Brie, Jam and Salami Sandwich
Just in time for back to school, I’m sharing this super easy Brie, Jam, and Salami Sandwich! Loads of deliciousness in every bite.
Did you know August is National Sandwich Month? A grilled cheese is my go-to sandwich, but I was inspired to shake things up with an easy Salami Sandwich Recipe.
Brie, Jam and Salami Sandwich
I was on holiday up in Northern Minnesota with my sisters at my aunt and uncle’s lovely lake house. As we prepped a wheel of Brie to bake in a bread bowl, my Uncle Bob commented that he adored a Brie, Jam and Salami Sandwich. With fig jam, one of my sisters chimed in.
I knew I’d have to make this 4 ingredient Brie sandwich. I also toyed with making a sandwich featuring warm, gooey Brie, like this Turkey Bacon Grilled Cheese Sandwich, but nothing beats a gourmet sandwich you can whip up in 30 seconds!
What is Salami?
Salami or Salame (Italian spelling) is an uncooked, cured sausage that is safe to eat due to how it is processed.
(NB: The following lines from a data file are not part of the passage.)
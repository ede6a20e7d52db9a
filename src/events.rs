use std::fmt;

use serde::{Deserialize, Serialize};

/// Events that drive a book through its circulation lifecycle
#[derive(Debug, Clone, Copy, PartialEq, Eq, Hash, Deserialize, Serialize)]
pub enum BookEvent {
    /// A patron borrows the book
    CheckOut,
    /// The borrowing patron brings the book back
    Return,
    /// A returned book is set aside for the head of its waitlist
    Hold,
    /// A held book goes back on the shelf because nobody is waiting any more
    ReleaseHold,
    /// The book leaves its branch for another one
    Dispatch,
    /// The book is received by its destination branch
    Receive,
}

impl BookEvent {
    /// Every event, in declaration order
    pub const ALL: [Self; 6] = [
        Self::CheckOut,
        Self::Return,
        Self::Hold,
        Self::ReleaseHold,
        Self::Dispatch,
        Self::Receive,
    ];
}

impl fmt::Display for BookEvent {
    fn fmt(&self, f: &mut fmt::Formatter<'_>) -> fmt::Result {
        let label = match self {
            Self::CheckOut => "check out",
            Self::Return => "return",
            Self::Hold => "hold",
            Self::ReleaseHold => "release hold",
            Self::Dispatch => "dispatch",
            Self::Receive => "receive",
        };
        f.write_str(label)
    }
}
use std::{
    error::Error,
    fmt::Display,
    path::PathBuf,
    sync::{Arc, mpsc},
};

use branch_circulation::{
    Book, BranchInventory, ChannelNotifier, CirculationError, CirculationPolicy, Notice, Patron,
    SystemRegistry, visualization,
};
use clap::Parser;
use colored::Colorize;
use tracing_subscriber::EnvFilter;

/// Command-line arguments for the circulation demo
#[derive(Parser, Debug)]
#[command(author, version, about, long_about = None)]
struct Args {
    /// JSON file with the circulation policy
    #[arg(short, long)]
    policy: Option<PathBuf>,

    /// Log every status transition
    #[arg(short, long)]
    verbose: bool,

    /// Print the book lifecycle as a Graphviz DOT graph
    #[arg(long)]
    dot: bool,

    /// Write the book lifecycle DOT graph to this file
    #[arg(long, value_name = "PATH")]
    dot_file: Option<PathBuf>,

    /// Print a JSON snapshot of the registry at the end
    #[arg(long)]
    json: bool,
}

/// Run the checkout, waitlist and transfer scenario across two branches
fn main() -> Result<(), Box<dyn Error>> {
    let args = Args::parse();

    let filter = if args.verbose {
        EnvFilter::new("debug")
    } else {
        EnvFilter::try_from_default_env().unwrap_or_else(|_| EnvFilter::new("info"))
    };
    tracing_subscriber::fmt().with_env_filter(filter).with_target(false).init();

    let policy = match &args.policy {
        Some(path) => CirculationPolicy::from_json_file(path)?,
        None => CirculationPolicy::default(),
    };

    println!("{}", "Library Circulation Demonstration".green().bold());
    println!("=================================\n");

    if args.dot {
        println!("{}", visualization::lifecycle_dot(None));
    }
    if let Some(path) = &args.dot_file {
        visualization::save_dot_to_file(&visualization::lifecycle_dot(None), path)?;
        println!("Lifecycle graph written to {}", path.display());
    }

    let (sender, notices) = mpsc::channel();
    let notifier = Arc::new(ChannelNotifier::new(sender));
    let mut registry = SystemRegistry::new();
    registry.add_branch(
        BranchInventory::new("downtown", "Downtown Library", "1 Main Street")?
            .with_policy(policy.clone())
            .with_notifier(notifier.clone()),
    )?;
    registry.add_branch(
        BranchInventory::new("riverside", "Riverside Library", "40 Quay Road")?
            .with_policy(policy)
            .with_notifier(notifier),
    )?;

    let downtown = registry.branch_mut("downtown")?;
    downtown.add_book(Book::new("B1", "The Left Hand of Darkness", "Ursula K. Le Guin", 1969)?)?;
    downtown.add_book(Book::new("B2", "Invisible Cities", "Italo Calvino", 1972)?)?;
    downtown.add_patron(Patron::new("P1", "Ada")?.with_email("ada@example.org"))?;
    downtown.add_patron(Patron::new("P2", "Grace")?.with_phone("555-0102"))?;

    println!("{}", "Checkout and waitlist".yellow().bold());
    step("P1 checks out B1", downtown.checkout("B1", "P1"));
    step("P2 checks out B1", downtown.checkout("B1", "P2"));
    step("P2 reserves B1", downtown.reserve("B1", "P2"));
    println!("  waitlist size for B1: {}", downtown.waitlist_size("B1"));
    step("P1 returns B1", downtown.return_book("B1", "P1"));
    print_notices(&notices);
    println!("  waitlist size for B1: {}", downtown.waitlist_size("B1"));
    step("P2 checks out B1", downtown.checkout("B1", "P2"));
    println!("  waitlist size for B1: {}", downtown.waitlist_size("B1"));

    println!("\n{}", "Transfers".yellow().bold());
    step("move B2 downtown -> riverside", registry.transfer("B2", "downtown", "riverside"));
    step("move B1 downtown -> riverside", registry.transfer("B1", "downtown", "riverside"));
    if let Some((branch, book)) = registry.find_book_across_branches("B2") {
        println!("  B2 is {} at {}", book.status(), branch.name());
    }

    println!("\n{}", "Downtown transactions".yellow().bold());
    println!("{}", visualization::transaction_table(registry.branch("downtown")?.transactions()));

    let anomalies = registry.audit();
    if anomalies.is_empty() {
        println!("{}", "Audit: no anomalies".green());
    } else {
        for anomaly in &anomalies {
            println!("{} {anomaly}", "Audit:".red().bold());
        }
    }

    if args.json {
        println!("{}", registry.snapshot().to_json_pretty()?);
    }

    println!("\n{}", "Demonstration complete!".green().bold());
    Ok(())
}

/// Print the outcome of one demo step
fn step<T: Display>(label: &str, outcome: Result<T, CirculationError>) {
    match outcome {
        Ok(value) => println!("  {} {label}: {value}", "ok".green()),
        Err(error) => println!("  {} {label}: {error}", "refused".red()),
    }
}

/// Print and drain the notices raised so far
fn print_notices(notices: &mpsc::Receiver<Notice>) {
    for notice in notices.try_iter() {
        println!(
            "  {} {} ({}) may collect \"{}\"",
            "notice".cyan(),
            notice.patron_name,
            notice.email.as_deref().unwrap_or("no email"),
            notice.title
        );
    }
}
Seasoned with garlic and other flavorings, they’re typically coarser and drier than other sausages. Made of pork and beef unless labeled kosher, and then they’re pure beef.
What are the Popular Types of Salami?
According to the Food Lover’s Companion (affiliate link), here are the main types of salami:
- Genoa – What I used for this sandwich. Made of pork, veal, pepper, garlic, red wine.
- Cotto – Also readily available. Made of pork, beef, garlic, and peppercorns.
- Milano – Made of pork, beef, pork fat, garlic, pepper, white wine.
- Napoli – Made of pork, beef, red pepper, black pepper.
- Danish – Made of finely ground pork and veal, lightly spiced.
- French – Made of pork and beef, pepper, and herbs.
- German – Made of smoked, finely ground pork and beef.
- Kosher – Made without pork, cooked and semisoft.
Tips for Making This Brie Jam and Salami Sandwich
On the day I was recipe testing, my oldest stopped by to have me sign some paperwork for a house he’s purchasing. When I mentioned I was making sandwiches, he commented that he happened to be hungry. How convenient! Not sure if he’d want jam on his savory sandwich, he said he preferred that to mustard. Excellent. And that happened to be his verdict, too.
- I bought presliced Genoa salami, but I think this would be marvelous with thicker sausage slices from an Italian deli.
- This is a handy recipe (if you can call it that!) when you have some leftover Brie from entertaining, or just go ahead and buy a small round and designate it for a Brie, Jam and Salami Sandwich! Perfect for brown-bagging.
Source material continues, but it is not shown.